Dados de outras pesquisas mostram que 70% das pessoas com tumores colorretais metastáticos tratadas com drogas imunoterapêuticas estão livres do câncer cinco anos depois, disse ele, um grande avanço no tratamento de uma doença terrível. Os cânceres metastáticos são ainda mais difíceis de tratar do que os tumores confinados ao reto ou ao cólon.
O estudo vem com ressalvas. Kopetz e outros alertaram que seis meses não é tempo suficiente para saber se os pacientes permanecerão permanentemente livres do câncer. Esses medicamentos geralmente precisam ser tomados por um ano ou dois antes que os pacientes possam sair deles e permanecerem confiantes de que o câncer foi eliminado, disse ele. Ao contrário da quimioterapia e da radiação, no entanto, as drogas geralmente são bem toleradas durante esse período.
Talvez mais importante, o defeito genético nos tumores desses pacientes, que permite que as drogas sejam tão eficazes, é muito menos comum em outras formas de câncer do que nos cânceres de cólon e endométrio.
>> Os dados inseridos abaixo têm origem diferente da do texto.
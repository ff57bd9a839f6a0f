//! Pattern catalog.
//!
//! Fifteen fixed shape patterns evaluated against the outcome history:
//! - **Runs**: simple streak, streak break, 3-then-1, 4-then-1
//! - **Alternation**: zig-zag, zig-zag break, wave, draw sandwich
//! - **Blocks**: repeated pairs, staircase, 3-then-3, 4-then-4
//! - **Distribution**: recurring draw, mirror, recent majority

mod predicates;
mod window;

use serde::{Deserialize, Serialize};
use std::collections::BTreeMap;
use tracing::trace;

#[cfg(feature = "typescript")]
use ts_rs::TS;

use crate::types::Outcome;

/// A named shape pattern.
///
/// Variants are declared in catalog order, which is also their sort order.
#[derive(Debug, Clone, Copy, PartialEq, Eq, Hash, PartialOrd, Ord, Serialize, Deserialize)]
#[cfg_attr(feature = "typescript", derive(TS))]
#[cfg_attr(feature = "typescript", ts(export))]
#[serde(rename_all = "snake_case")]
pub enum Pattern {
    /// Three equal outcomes in a row
    SimpleStreak,
    /// Every adjacent pair in the history differs
    ZigZag,
    /// Three equal outcomes followed by a different one
    StreakBreak,
    /// Alternating run that ends in a repeated pair
    ZigZagBreak,
    /// Two equal pairs holding different outcomes
    RepeatedPairs,
    /// Draws returning every 2 to 4 rounds
    RecurringDraw,
    /// Step followed by two flat pairs at different levels
    Staircase,
    /// History reads the same forward and backward
    Mirror,
    /// A draw between two different non-draw outcomes
    DrawSandwich,
    /// Two outcomes interleaved over four rounds
    Wave,
    /// One outcome in at least 3 of the last 5 rounds
    RecentMajority,
    /// Three equal outcomes then one different
    ThreeThenOne,
    /// Block of three followed by a different block of three
    ThreeThenThree,
    /// Block of four followed by a different block of four
    FourThenFour,
    /// Four equal outcomes then one different
    FourThenOne,
}

impl Pattern {
    /// Every pattern, in catalog order.
    pub const ALL: [Pattern; 15] = [
        Pattern::SimpleStreak,
        Pattern::ZigZag,
        Pattern::StreakBreak,
        Pattern::ZigZagBreak,
        Pattern::RepeatedPairs,
        Pattern::RecurringDraw,
        Pattern::Staircase,
        Pattern::Mirror,
        Pattern::DrawSandwich,
        Pattern::Wave,
        Pattern::RecentMajority,
        Pattern::ThreeThenOne,
        Pattern::ThreeThenThree,
        Pattern::FourThenFour,
        Pattern::FourThenOne,
    ];

    /// Number of patterns in the catalog.
    pub const COUNT: usize = Self::ALL.len();

    /// Human-readable name, used as a suggestion reason.
    pub fn name(&self) -> &'static str {
        match self {
            Pattern::SimpleStreak => "Simple streak",
            Pattern::ZigZag => "Zig-zag",
            Pattern::StreakBreak => "Streak break",
            Pattern::ZigZagBreak => "Zig-zag break",
            Pattern::RepeatedPairs => "Repeated pairs",
            Pattern::RecurringDraw => "Recurring draw",
            Pattern::Staircase => "Staircase",
            Pattern::Mirror => "Mirror",
            Pattern::DrawSandwich => "Draw-sandwich alternation",
            Pattern::Wave => "Wave",
            Pattern::RecentMajority => "Recent majority",
            Pattern::ThreeThenOne => "3-then-1",
            Pattern::ThreeThenThree => "3-then-3",
            Pattern::FourThenFour => "4-then-4",
            Pattern::FourThenOne => "4-then-1",
        }
    }

    /// Get string representation.
    pub fn as_str(&self) -> &'static str {
        match self {
            Pattern::SimpleStreak => "simple_streak",
            Pattern::ZigZag => "zig_zag",
            Pattern::StreakBreak => "streak_break",
            Pattern::ZigZagBreak => "zig_zag_break",
            Pattern::RepeatedPairs => "repeated_pairs",
            Pattern::RecurringDraw => "recurring_draw",
            Pattern::Staircase => "staircase",
            Pattern::Mirror => "mirror",
            Pattern::DrawSandwich => "draw_sandwich",
            Pattern::Wave => "wave",
            Pattern::RecentMajority => "recent_majority",
            Pattern::ThreeThenOne => "three_then_one",
            Pattern::ThreeThenThree => "three_then_three",
            Pattern::FourThenFour => "four_then_four",
            Pattern::FourThenOne => "four_then_one",
        }
    }

    /// Shortest history that can match.
    pub fn min_len(&self) -> usize {
        match self {
            Pattern::Mirror => 2,
            Pattern::SimpleStreak | Pattern::DrawSandwich | Pattern::RecurringDraw => 3,
            Pattern::ZigZag
            | Pattern::StreakBreak
            | Pattern::RepeatedPairs
            | Pattern::Wave
            | Pattern::ThreeThenOne => 4,
            Pattern::ZigZagBreak | Pattern::RecentMajority | Pattern::FourThenOne => 5,
            Pattern::Staircase | Pattern::ThreeThenThree => 6,
            Pattern::FourThenFour => 8,
        }
    }

    /// Evaluate this pattern against an oldest-first history.
    pub fn matches(&self, history: &[Outcome]) -> bool {
        match self {
            Pattern::SimpleStreak => predicates::simple_streak(history),
            Pattern::ZigZag => predicates::zig_zag(history),
            Pattern::StreakBreak => predicates::streak_break(history),
            Pattern::ZigZagBreak => predicates::zig_zag_break(history),
            Pattern::RepeatedPairs => predicates::repeated_pairs(history),
            Pattern::RecurringDraw => predicates::recurring_draw(history),
            Pattern::Staircase => predicates::staircase(history),
            Pattern::Mirror => predicates::mirror(history),
            Pattern::DrawSandwich => predicates::draw_sandwich(history),
            Pattern::Wave => predicates::wave(history),
            Pattern::RecentMajority => predicates::recent_majority(history),
            Pattern::ThreeThenOne => predicates::three_then_one(history),
            Pattern::ThreeThenThree => predicates::three_then_three(history),
            Pattern::FourThenFour => predicates::four_then_four(history),
            Pattern::FourThenOne => predicates::four_then_one(history),
        }
    }
}

impl std::fmt::Display for Pattern {
    fn fmt(&self, f: &mut std::fmt::Formatter<'_>) -> std::fmt::Result {
        f.write_str(self.name())
    }
}

/// Match state of every catalog pattern for one history snapshot.
#[derive(Debug, Clone, PartialEq, Eq, Serialize, Deserialize)]
#[cfg_attr(feature = "typescript", derive(TS))]
#[cfg_attr(feature = "typescript", ts(export))]
pub struct PatternResult(BTreeMap<Pattern, bool>);

impl PatternResult {
    /// Whether `pattern` matched.
    pub fn get(&self, pattern: Pattern) -> bool {
        self.0.get(&pattern).copied().unwrap_or(false)
    }

    /// Matched patterns, in catalog order.
    pub fn matched(&self) -> impl Iterator<Item = Pattern> + '_ {
        self.0
            .iter()
            .filter(|&(_, &hit)| hit)
            .map(|(&pattern, _)| pattern)
    }

    pub fn match_count(&self) -> usize {
        self.matched().count()
    }

    /// Every pattern with its result, in catalog order.
    pub fn iter(&self) -> impl Iterator<Item = (Pattern, bool)> + '_ {
        self.0.iter().map(|(&p, &hit)| (p, hit))
    }
}

/// Evaluates the full pattern catalog.
#[derive(Debug, Clone, Copy, Default)]
pub struct PatternCatalog;

impl PatternCatalog {
    pub fn new() -> Self {
        Self
    }

    /// Evaluate all fifteen patterns against `history`.
    ///
    /// Every pattern is evaluated; none short-circuits another.
    pub fn analyze_all(&self, history: &[Outcome]) -> PatternResult {
        let results = Pattern::ALL
            .iter()
            .map(|&pattern| {
                let hit = pattern.matches(history);
                if hit {
                    trace!(pattern = pattern.as_str(), len = history.len(), "Pattern matched");
                }
                (pattern, hit)
            })
            .collect();

        PatternResult(results)
    }
}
Portanto, uma pessoa com câncer de pulmão ou cérebro que não tenha esse defeito teria uma chance muito menor de ter esse tipo de cura, disse Kopetz.
David Ryan, diretor de oncologia clínica do Massachusetts General Hospital, disse anteriormente ao The Post que, embora o tratamento usado no estudo possa se tornar mais amplamente disponível, nem todos que podem receber o tratamento terão acesso aos especialistas que ajudarão a monitorar pacientes como os participantes do estudo e intervir se os tumores voltarem.
“Nós nos preocupamos que, se ocorrerem recorrências, elas tenham que ser atendidas o mais rápido possível para dar às pessoas a melhor chance”, disse Ryan.
Gralow, da ASCO, disse que o estudo afirma que o futuro do tratamento do câncer é uma abordagem mais restrita com base no tipo de câncer, como um plano personalizado que aborda as características específicas de um tumor.
“Fico animada quando você vê uma resposta tão dramática”, disse ela sobre os resultados do teste. “Isso me dá esperança de que possamos encontrar uma combinação tão dramática para outros cânceres também.”